Plexin-A2 Promotes The Proliferation And The Development Of Tumors From Glioblastoma Derived Cells

Neufeld, G., Toledano, S., Sabag, A. D., Liburkin-Dan, T., Kessler, O.

Inhibition of plexin-A2 expression in U87MG glioblastoma cells resulted in strong inhibition of cell proliferation and tumor forming ability. Knock-out of the plexInA2 gene using CRISPR/Cas9 also inhibited cell proliferation which was rescued following re-expression.

2
0
0
Abstract

The semaphorin guidance factors receptor Plexin-A2 transduces sema6A and sema6B signals and when associated with neuropilins can also transduce sema3C signals. Inhibition of plexin-A2 expression in U87MG glioblastoma cells resulted in strong inhibition of cell proliferation and tumor forming ability. Knock-out of the plexin-A2 gene using CRISPR/Cas9 also inhibited cell proliferation which was rescued following re-expression of the plexin-A2 cDNA or expression of a truncated plexin-A2 lacking the extracellular domain. Inhibition of plexin-A2 expression resulted in cell cycle arrest at the G2/M stage, and was accompanied by changes in cytoskeletal organization, cell flattening, and by the expression of senescence associated {beta}-galactosidase.

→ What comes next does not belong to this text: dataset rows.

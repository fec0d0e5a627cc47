//! Subscriber services built on one `ConnectionManager`.
//!
//! Each service is constructed with the manager (and the store where it
//! persists anything) and claims the callback slots it needs. Callback slots
//! are single-subscriber: attaching a service replaces whatever was there.

pub mod chat;
pub mod courier;
pub mod location;
pub mod orders;

pub use chat::ChatService;
pub use courier::CourierService;
pub use location::LocationPublisher;
pub use orders::{OrderEvent, OrderService};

It was also associated with reduced AKT phosphorylation and enhanced phosphorylation of p38MAPK. We find that the pro-proliferative effects of plexin-A2 are mediated by FARP2 and FYN since mutations in the FARP2 binding domain of plexin-A2 or in the FYN phosphorylation sites of plexin-A2 compromised the rescue of the proliferative activity by the plexin-A2 intracellular domain. Our results suggest that plexin-A2 may represent a novel target for the development of anti-tumorigenic therapeutics.